**What is required**
Would you please copy each line of the listing that mentions "PayoutStatement"?

**Listed records**
==========

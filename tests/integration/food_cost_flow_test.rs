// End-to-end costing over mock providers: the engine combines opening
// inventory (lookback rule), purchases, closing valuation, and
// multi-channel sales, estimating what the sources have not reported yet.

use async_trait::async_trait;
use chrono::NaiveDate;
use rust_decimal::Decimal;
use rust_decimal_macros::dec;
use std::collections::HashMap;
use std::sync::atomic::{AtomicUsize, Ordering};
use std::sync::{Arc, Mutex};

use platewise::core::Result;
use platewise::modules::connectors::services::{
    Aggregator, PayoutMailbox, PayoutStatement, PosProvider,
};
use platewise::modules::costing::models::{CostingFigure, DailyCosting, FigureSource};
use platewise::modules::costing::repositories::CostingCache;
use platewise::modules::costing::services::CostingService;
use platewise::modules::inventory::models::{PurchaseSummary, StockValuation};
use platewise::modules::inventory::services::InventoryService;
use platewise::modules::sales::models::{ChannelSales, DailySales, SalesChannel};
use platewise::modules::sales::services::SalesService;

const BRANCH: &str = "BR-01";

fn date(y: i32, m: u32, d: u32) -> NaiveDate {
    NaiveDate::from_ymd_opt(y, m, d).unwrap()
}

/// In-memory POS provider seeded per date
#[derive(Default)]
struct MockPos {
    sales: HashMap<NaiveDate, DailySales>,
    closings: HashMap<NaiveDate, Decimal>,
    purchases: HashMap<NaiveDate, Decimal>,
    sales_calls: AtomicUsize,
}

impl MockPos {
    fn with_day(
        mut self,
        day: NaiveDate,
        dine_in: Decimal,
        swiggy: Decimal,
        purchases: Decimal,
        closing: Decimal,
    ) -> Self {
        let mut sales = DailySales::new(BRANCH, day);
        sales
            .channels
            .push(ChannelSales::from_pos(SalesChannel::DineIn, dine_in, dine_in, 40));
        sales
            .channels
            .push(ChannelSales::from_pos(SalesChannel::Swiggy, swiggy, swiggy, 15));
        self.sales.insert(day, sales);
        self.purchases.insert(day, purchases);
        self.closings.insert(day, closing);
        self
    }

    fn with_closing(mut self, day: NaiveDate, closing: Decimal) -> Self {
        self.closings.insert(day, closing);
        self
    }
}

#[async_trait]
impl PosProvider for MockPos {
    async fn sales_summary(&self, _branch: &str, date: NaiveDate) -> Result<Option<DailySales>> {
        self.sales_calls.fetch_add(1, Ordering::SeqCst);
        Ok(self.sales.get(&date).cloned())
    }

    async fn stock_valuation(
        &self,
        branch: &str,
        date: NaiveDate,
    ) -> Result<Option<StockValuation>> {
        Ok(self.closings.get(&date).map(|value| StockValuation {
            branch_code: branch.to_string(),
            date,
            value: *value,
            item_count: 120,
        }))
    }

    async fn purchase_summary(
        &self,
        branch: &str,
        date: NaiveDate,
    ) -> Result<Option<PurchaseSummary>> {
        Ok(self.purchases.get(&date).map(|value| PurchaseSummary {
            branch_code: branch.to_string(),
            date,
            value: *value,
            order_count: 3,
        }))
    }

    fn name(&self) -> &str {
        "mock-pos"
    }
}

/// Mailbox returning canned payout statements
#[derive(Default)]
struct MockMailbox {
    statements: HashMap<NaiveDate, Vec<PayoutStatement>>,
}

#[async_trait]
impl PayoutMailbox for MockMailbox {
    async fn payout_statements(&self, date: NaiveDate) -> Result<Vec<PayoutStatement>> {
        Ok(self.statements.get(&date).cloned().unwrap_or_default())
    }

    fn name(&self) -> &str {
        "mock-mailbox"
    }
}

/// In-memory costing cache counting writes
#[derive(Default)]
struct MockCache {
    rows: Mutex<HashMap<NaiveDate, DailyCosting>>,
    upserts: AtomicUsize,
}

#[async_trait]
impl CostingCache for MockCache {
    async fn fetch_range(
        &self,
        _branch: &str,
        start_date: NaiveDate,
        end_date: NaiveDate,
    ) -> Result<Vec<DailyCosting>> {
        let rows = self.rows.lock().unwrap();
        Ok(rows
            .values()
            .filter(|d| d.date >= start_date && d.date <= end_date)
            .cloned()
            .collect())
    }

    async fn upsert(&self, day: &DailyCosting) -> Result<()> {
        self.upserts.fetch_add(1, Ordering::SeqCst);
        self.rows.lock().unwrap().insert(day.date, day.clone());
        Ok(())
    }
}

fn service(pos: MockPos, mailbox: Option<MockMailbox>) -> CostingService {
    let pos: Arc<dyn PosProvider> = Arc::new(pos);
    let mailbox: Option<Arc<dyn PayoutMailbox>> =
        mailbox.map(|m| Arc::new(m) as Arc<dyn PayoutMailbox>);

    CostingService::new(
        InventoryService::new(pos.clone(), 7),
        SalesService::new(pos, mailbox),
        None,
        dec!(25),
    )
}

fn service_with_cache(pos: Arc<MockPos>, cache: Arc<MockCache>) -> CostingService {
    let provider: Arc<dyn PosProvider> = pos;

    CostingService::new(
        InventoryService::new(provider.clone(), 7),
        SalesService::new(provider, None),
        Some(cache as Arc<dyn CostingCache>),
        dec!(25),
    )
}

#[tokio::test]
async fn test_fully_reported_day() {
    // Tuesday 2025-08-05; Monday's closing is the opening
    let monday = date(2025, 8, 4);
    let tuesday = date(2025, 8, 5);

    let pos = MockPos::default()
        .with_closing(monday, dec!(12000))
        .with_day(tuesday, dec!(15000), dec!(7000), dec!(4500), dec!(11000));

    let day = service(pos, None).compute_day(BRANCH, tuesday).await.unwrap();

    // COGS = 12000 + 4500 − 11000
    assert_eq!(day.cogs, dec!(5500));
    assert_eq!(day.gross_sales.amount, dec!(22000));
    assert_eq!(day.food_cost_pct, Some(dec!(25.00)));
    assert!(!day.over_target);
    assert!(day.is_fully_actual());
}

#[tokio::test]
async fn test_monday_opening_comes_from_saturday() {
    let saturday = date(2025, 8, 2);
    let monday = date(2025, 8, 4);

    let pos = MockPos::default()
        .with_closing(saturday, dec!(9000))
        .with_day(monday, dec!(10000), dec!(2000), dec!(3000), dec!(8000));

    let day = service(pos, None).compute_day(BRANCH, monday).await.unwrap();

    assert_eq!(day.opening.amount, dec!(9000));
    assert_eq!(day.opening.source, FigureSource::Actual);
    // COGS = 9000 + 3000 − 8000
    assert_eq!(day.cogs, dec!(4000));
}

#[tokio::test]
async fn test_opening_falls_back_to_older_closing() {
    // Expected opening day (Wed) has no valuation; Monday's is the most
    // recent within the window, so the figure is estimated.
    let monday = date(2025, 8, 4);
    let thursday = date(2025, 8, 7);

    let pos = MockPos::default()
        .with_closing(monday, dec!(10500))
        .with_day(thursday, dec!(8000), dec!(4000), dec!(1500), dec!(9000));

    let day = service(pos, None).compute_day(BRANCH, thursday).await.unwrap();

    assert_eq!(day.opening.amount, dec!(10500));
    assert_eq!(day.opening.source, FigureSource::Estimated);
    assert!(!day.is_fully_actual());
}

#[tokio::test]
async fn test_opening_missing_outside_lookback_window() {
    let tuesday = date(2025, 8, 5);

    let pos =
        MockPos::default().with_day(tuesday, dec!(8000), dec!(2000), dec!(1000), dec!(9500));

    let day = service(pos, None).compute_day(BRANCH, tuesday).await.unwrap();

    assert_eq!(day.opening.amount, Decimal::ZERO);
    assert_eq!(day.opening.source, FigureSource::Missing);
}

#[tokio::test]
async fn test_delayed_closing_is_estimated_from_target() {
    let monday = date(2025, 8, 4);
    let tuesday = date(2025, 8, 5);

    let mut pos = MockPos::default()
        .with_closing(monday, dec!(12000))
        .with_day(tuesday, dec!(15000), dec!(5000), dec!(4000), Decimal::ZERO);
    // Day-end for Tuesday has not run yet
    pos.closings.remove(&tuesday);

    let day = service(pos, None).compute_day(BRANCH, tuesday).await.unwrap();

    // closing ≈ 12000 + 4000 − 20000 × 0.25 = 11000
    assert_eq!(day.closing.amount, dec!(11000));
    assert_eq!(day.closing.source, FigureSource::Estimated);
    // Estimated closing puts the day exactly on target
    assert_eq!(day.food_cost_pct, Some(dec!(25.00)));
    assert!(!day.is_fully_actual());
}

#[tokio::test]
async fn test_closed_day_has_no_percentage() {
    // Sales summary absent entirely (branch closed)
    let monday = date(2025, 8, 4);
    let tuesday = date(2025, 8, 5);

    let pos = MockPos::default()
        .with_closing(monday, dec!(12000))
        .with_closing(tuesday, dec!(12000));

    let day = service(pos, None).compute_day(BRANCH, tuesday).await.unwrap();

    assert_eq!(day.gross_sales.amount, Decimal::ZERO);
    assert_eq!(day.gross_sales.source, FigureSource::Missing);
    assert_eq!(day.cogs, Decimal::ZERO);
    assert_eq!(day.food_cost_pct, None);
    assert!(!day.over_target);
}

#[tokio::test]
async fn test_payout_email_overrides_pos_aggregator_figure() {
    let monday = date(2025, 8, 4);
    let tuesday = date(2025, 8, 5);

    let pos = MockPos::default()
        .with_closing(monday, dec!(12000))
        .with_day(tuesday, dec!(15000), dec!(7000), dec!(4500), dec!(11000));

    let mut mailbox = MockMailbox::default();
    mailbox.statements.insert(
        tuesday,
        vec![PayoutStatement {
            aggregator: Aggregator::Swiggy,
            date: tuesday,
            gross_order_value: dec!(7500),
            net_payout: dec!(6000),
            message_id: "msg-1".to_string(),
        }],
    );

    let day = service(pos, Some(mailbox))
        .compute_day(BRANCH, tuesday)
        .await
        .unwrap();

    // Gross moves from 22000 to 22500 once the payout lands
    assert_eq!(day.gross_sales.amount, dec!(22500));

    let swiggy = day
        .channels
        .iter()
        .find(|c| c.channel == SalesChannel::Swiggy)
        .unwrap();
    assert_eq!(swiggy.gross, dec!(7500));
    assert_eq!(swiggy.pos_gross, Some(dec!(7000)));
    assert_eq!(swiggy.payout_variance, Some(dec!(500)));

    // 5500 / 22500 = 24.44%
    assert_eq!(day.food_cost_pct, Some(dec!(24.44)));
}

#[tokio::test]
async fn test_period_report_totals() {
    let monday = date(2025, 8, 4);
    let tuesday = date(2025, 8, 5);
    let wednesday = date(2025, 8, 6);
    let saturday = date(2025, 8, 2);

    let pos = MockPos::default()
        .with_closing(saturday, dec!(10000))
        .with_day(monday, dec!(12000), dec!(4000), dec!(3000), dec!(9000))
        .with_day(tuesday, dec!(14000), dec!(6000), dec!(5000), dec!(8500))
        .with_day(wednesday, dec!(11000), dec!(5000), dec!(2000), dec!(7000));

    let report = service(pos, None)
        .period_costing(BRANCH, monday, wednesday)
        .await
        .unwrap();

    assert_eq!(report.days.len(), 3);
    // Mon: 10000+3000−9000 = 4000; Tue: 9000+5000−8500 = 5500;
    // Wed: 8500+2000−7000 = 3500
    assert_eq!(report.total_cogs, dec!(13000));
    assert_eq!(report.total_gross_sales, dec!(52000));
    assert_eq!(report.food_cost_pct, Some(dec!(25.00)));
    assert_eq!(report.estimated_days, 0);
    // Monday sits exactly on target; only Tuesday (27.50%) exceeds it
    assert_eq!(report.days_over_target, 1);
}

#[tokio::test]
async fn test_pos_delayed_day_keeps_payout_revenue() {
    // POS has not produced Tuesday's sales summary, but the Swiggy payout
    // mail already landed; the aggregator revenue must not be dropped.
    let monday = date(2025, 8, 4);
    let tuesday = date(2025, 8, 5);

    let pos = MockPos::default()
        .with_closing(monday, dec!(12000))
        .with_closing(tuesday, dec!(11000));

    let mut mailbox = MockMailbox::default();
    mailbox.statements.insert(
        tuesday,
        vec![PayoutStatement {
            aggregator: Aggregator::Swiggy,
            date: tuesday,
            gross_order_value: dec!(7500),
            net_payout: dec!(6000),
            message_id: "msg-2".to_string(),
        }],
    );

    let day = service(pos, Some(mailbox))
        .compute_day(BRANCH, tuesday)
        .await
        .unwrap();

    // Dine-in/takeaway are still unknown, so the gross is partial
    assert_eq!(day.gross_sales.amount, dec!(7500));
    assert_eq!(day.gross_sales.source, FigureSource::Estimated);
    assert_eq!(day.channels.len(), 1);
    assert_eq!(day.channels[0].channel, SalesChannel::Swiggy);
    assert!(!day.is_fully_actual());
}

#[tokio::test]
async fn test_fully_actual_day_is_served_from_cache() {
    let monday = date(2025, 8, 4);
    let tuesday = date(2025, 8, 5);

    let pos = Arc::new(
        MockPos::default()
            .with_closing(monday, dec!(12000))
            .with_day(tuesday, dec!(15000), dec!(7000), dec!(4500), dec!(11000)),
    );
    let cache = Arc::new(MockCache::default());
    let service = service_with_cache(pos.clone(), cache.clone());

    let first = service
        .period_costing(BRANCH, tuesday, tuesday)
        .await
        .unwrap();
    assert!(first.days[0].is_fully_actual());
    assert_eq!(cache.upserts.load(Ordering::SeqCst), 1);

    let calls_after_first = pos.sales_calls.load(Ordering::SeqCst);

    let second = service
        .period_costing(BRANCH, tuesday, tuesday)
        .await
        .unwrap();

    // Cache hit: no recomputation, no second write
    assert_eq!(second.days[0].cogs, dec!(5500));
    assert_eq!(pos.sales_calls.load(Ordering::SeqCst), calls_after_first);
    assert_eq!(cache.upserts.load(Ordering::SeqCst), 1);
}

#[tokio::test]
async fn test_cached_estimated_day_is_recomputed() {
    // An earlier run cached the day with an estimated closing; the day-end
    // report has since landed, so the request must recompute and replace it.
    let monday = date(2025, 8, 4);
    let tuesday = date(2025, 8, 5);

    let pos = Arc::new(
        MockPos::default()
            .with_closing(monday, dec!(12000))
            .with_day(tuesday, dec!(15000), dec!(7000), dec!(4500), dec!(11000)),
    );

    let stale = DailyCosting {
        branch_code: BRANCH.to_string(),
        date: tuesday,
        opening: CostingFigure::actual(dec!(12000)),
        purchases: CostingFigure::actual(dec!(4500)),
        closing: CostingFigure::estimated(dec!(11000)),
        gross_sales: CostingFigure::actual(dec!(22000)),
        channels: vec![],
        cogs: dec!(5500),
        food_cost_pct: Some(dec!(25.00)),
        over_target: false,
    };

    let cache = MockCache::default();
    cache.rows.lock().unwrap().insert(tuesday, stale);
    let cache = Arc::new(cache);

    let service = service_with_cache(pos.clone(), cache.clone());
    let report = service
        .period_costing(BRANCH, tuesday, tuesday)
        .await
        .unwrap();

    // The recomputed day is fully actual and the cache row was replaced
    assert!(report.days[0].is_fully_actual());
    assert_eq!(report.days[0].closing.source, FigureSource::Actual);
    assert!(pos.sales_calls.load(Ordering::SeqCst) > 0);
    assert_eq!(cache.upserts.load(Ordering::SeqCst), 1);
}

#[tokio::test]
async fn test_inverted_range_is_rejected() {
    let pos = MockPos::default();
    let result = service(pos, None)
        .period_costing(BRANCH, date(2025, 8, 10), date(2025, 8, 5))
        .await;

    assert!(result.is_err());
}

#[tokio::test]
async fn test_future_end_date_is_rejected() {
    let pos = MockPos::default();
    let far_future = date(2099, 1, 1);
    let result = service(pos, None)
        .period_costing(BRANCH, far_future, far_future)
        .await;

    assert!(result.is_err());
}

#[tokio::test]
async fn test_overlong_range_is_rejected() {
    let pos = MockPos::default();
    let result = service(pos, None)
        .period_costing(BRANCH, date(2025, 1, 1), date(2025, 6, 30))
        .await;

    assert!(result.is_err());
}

==========

**Response to the exercise**
    Aggregator, PayoutMailbox, PayoutStatement, PosProvider,
    statements: HashMap<NaiveDate, Vec<PayoutStatement>>,
    async fn payout_statements(&self, date: NaiveDate) -> Result<Vec<PayoutStatement>> {
        vec![PayoutStatement {
        vec![PayoutStatement {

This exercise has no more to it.